Date of Award

Fall 2015

Document Type


Degree Name

Master of Public Health (MPH)


Public Health

First Advisor

Andy Coburn


primary care physician retention, primary care physican recruitment, rural residency programs, incentive programs, healthcare distribution, rural Maine, Muskie School of Public Service


Maine faces a challenge providing primary care services to over half of its residents, as they live in rural areas – even though Maine has enough primary care physicians practicing in the state to service the needs of the population. Maine has a primary care physician distribution problem. Androscoggin, Oxford, Sagadahoc, Somerset, Waldo, Washington, and York Counties, all fall well below the national average of primary care physicians per 100,000 residents. Maine has no true financial incentive program to help rural area’s recruit and retain primary care physicians, though Maine does have two programs that attempt to get primary care physicians to rural areas, The Maine Health Professions Loan Program, and the Doctor’s for Maine Future Scholarship.

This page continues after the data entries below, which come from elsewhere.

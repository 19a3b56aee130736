//! # Front End Routines
//!
//! Bucket construction, trim-and-retry and size mismatch diagnosis. The
//! single-threaded [`SmallObjectAllocator`](crate::SmallObjectAllocator)
//! and the locked heap in `oroboros_smallobj` both route through these, so
//! they report exhaustion and bad frees identically.

use std::mem::size_of;
use std::ptr::NonNull;
use std::sync::Arc;

use crate::budget::MemoryBudget;
use crate::config::AllocatorConfig;
use crate::error::{AllocError, AllocResult};
use crate::memory::fixed::FixedAllocator;
use crate::memory::size_class::SizeClasses;

/// A set of size-class buckets plus the large object path.
///
/// Implemented by every allocator front end. Methods take `&mut self` so a
/// single-threaded allocator can implement them directly; a locked heap
/// implements them on `&Heap`.
pub trait BucketSet {
    /// Size-to-bucket mapping.
    fn size_classes(&self) -> &SizeClasses;

    /// Shared accounting of chunk memory.
    fn memory_budget(&self) -> &MemoryBudget;

    /// Allocates one block from bucket `index`.
    ///
    /// # Errors
    ///
    /// Whatever [`FixedAllocator::allocate`] returns.
    fn allocate_from(&mut self, index: usize) -> AllocResult<NonNull<u8>>;

    /// Releases every bucket's spare memory. Returns true if anything was
    /// released.
    fn release_excess(&mut self) -> bool;

    /// Block size of whatever owns `p`: a bucket other than `skip`, or a
    /// large object.
    fn owner_block_size(&self, p: NonNull<u8>, skip: Option<usize>) -> Option<usize>;
}

/// Builds one bucket per size class of a validated `config`.
///
/// # Errors
///
/// - [`AllocError::AllocationFailure`] if the bucket array cannot be reserved
/// - [`AllocError::InvalidConfig`] if a bucket rejects its block size
pub fn build_buckets(
    config: &AllocatorConfig,
    classes: &SizeClasses,
    budget: &Arc<MemoryBudget>,
) -> AllocResult<Vec<FixedAllocator>> {
    let count = classes.bucket_count();
    let mut buckets = Vec::new();
    buckets
        .try_reserve_exact(count)
        .map_err(|_| AllocError::AllocationFailure {
            bytes: count.saturating_mul(size_of::<FixedAllocator>()),
        })?;
    for index in 0..count {
        buckets.push(FixedAllocator::with_budget(
            classes.block_size(index),
            config.page_size,
            Arc::clone(budget),
        )?);
    }
    Ok(buckets)
}

/// Allocates from bucket `index`; on exhaustion releases excess memory
/// everywhere and retries once.
///
/// # Errors
///
/// [`AllocError::OutOfMemory`] if the retry is exhausted too. Other bucket
/// errors pass through unchanged.
pub fn allocate_with_retry<B: BucketSet + ?Sized>(
    set: &mut B,
    index: usize,
    num_bytes: usize,
) -> AllocResult<NonNull<u8>> {
    match set.allocate_from(index) {
        Err(err) if err.is_memory_exhaustion() => {
            tracing::warn!(
                "bucket {}B exhausted ({}), trimming excess memory and retrying",
                set.size_classes().block_size(index),
                err
            );
            set.release_excess();
            set.allocate_from(index).map_err(|err| {
                if err.is_memory_exhaustion() {
                    tracing::error!(
                        "out of memory: {} byte request, {} bytes held in chunks",
                        num_bytes,
                        set.memory_budget().used()
                    );
                    AllocError::OutOfMemory { bytes: num_bytes }
                } else {
                    err
                }
            })
        }
        other => other,
    }
}

/// Explains why the size-selected owner rejected `p`.
///
/// Another owner means the caller passed the wrong size; no owner at all
/// means the pointer is foreign.
pub fn diagnose_rejected<B: BucketSet + ?Sized>(
    set: &B,
    p: NonNull<u8>,
    num_bytes: usize,
    skip: Option<usize>,
) -> AllocError {
    let addr = p.as_ptr() as usize;
    match set.owner_block_size(p, skip) {
        Some(block_size) => {
            tracing::warn!(
                "pointer {:#x} freed with size {} but owned by the {}B class",
                addr,
                num_bytes,
                block_size
            );
            AllocError::SizeMismatch {
                addr,
                size: num_bytes,
                block_size,
            }
        }
        None => AllocError::ForeignPointer { addr },
    }
}

#[cfg(test)]
mod tests {
    use super::*;

    /// Two buckets over a tiny budget, no large objects.
    struct Pair {
        classes: SizeClasses,
        budget: Arc<MemoryBudget>,
        buckets: Vec<FixedAllocator>,
        trims: usize,
    }

    impl Pair {
        fn new(limit: Option<usize>) -> Self {
            let config = AllocatorConfig {
                page_size: 64,
                max_object_size: 16,
                object_align_size: 8,
                memory_limit: limit,
            };
            let classes = SizeClasses::new(&config);
            let budget = Arc::new(MemoryBudget::new(limit));
            let buckets = build_buckets(&config, &classes, &budget).unwrap();
            Self {
                classes,
                budget,
                buckets,
                trims: 0,
            }
        }
    }

    impl BucketSet for Pair {
        fn size_classes(&self) -> &SizeClasses {
            &self.classes
        }

        fn memory_budget(&self) -> &MemoryBudget {
            &self.budget
        }

        fn allocate_from(&mut self, index: usize) -> AllocResult<NonNull<u8>> {
            self.buckets[index].allocate()
        }

        fn release_excess(&mut self) -> bool {
            self.trims += 1;
            self.buckets
                .iter_mut()
                .fold(false, |found, bucket| bucket.trim_empty_chunk() | found)
        }

        fn owner_block_size(&self, p: NonNull<u8>, skip: Option<usize>) -> Option<usize> {
            self.buckets
                .iter()
                .enumerate()
                .filter(|&(index, _)| Some(index) != skip)
                .find(|(_, bucket)| bucket.has_block(p).is_some())
                .map(|(_, bucket)| bucket.block_size())
        }
    }

    #[test]
    fn test_build_buckets_one_per_class() {
        let pair = Pair::new(None);
        let sizes: Vec<usize> = pair.buckets.iter().map(FixedAllocator::block_size).collect();
        assert_eq!(sizes, vec![8, 16]);
    }

    #[test]
    fn test_retry_recovers_after_trim() {
        // The 128-byte chunk of the 16-byte class fits only once the
        // 64-byte chunk of the 8-byte class is gone.
        let mut pair = Pair::new(Some(128));
        let p = pair.buckets[0].allocate().unwrap();
        pair.buckets[0].deallocate(p, None).unwrap();
        assert_eq!(pair.budget.used(), 64);

        let q = allocate_with_retry(&mut pair, 1, 16).unwrap();
        assert_eq!(pair.trims, 1);
        assert_eq!(pair.buckets[0].chunk_count(), 0);
        assert_eq!(pair.buckets[1].has_block(q), Some(0));
    }

    #[test]
    fn test_retry_gives_up_once() {
        let mut pair = Pair::new(Some(128));
        let _held = pair.buckets[0].allocate().unwrap();

        assert_eq!(
            allocate_with_retry(&mut pair, 1, 12),
            Err(AllocError::OutOfMemory { bytes: 12 })
        );
        assert_eq!(pair.trims, 1);
    }

    #[test]
    fn test_diagnose_rejected() {
        let mut pair = Pair::new(None);
        let p = pair.buckets[0].allocate().unwrap();
        let addr = p.as_ptr() as usize;

        assert_eq!(
            diagnose_rejected(&pair, p, 16, Some(1)),
            AllocError::SizeMismatch {
                addr,
                size: 16,
                block_size: 8,
            }
        );
        assert_eq!(
            diagnose_rejected(&pair, p, 8, Some(0)),
            AllocError::ForeignPointer { addr }
        );
    }
}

Based on the analysis conducted in this paper, five recommendations/policy options were made, to increase the number of primary care physicians practicing in the states rural and underserved areas. Reverting the changes made to the Maine Health Professions Loan Program would provide Maine with financial incentive package (even though the changes may need to be adapted to compete with other states). Expanding the Opportunity Maine Tax Credit Program to physicians who practice in rural areas, would increase the overall financial incentive package that Maine could offer to attract physicians. The state should not consider a community-state matching programs, yet could consider working with rural hospital networks to set up residency programs that directly train physician to practice in Maine’s rural and underserved areas. The state needs to continue targeting medical students who have rural backgrounds and strong ties to the state – the Maine Health Professions Loan Program, and the Doctor for Maine Future Scholarship already list this as a core criteria of each of the programs. And lastly, with 40% of physicians seeking financial incentive programs post residency to assist them in paying their school debt, it’s imperative that Maine provide a competitive financial incentive program for primary care physicians.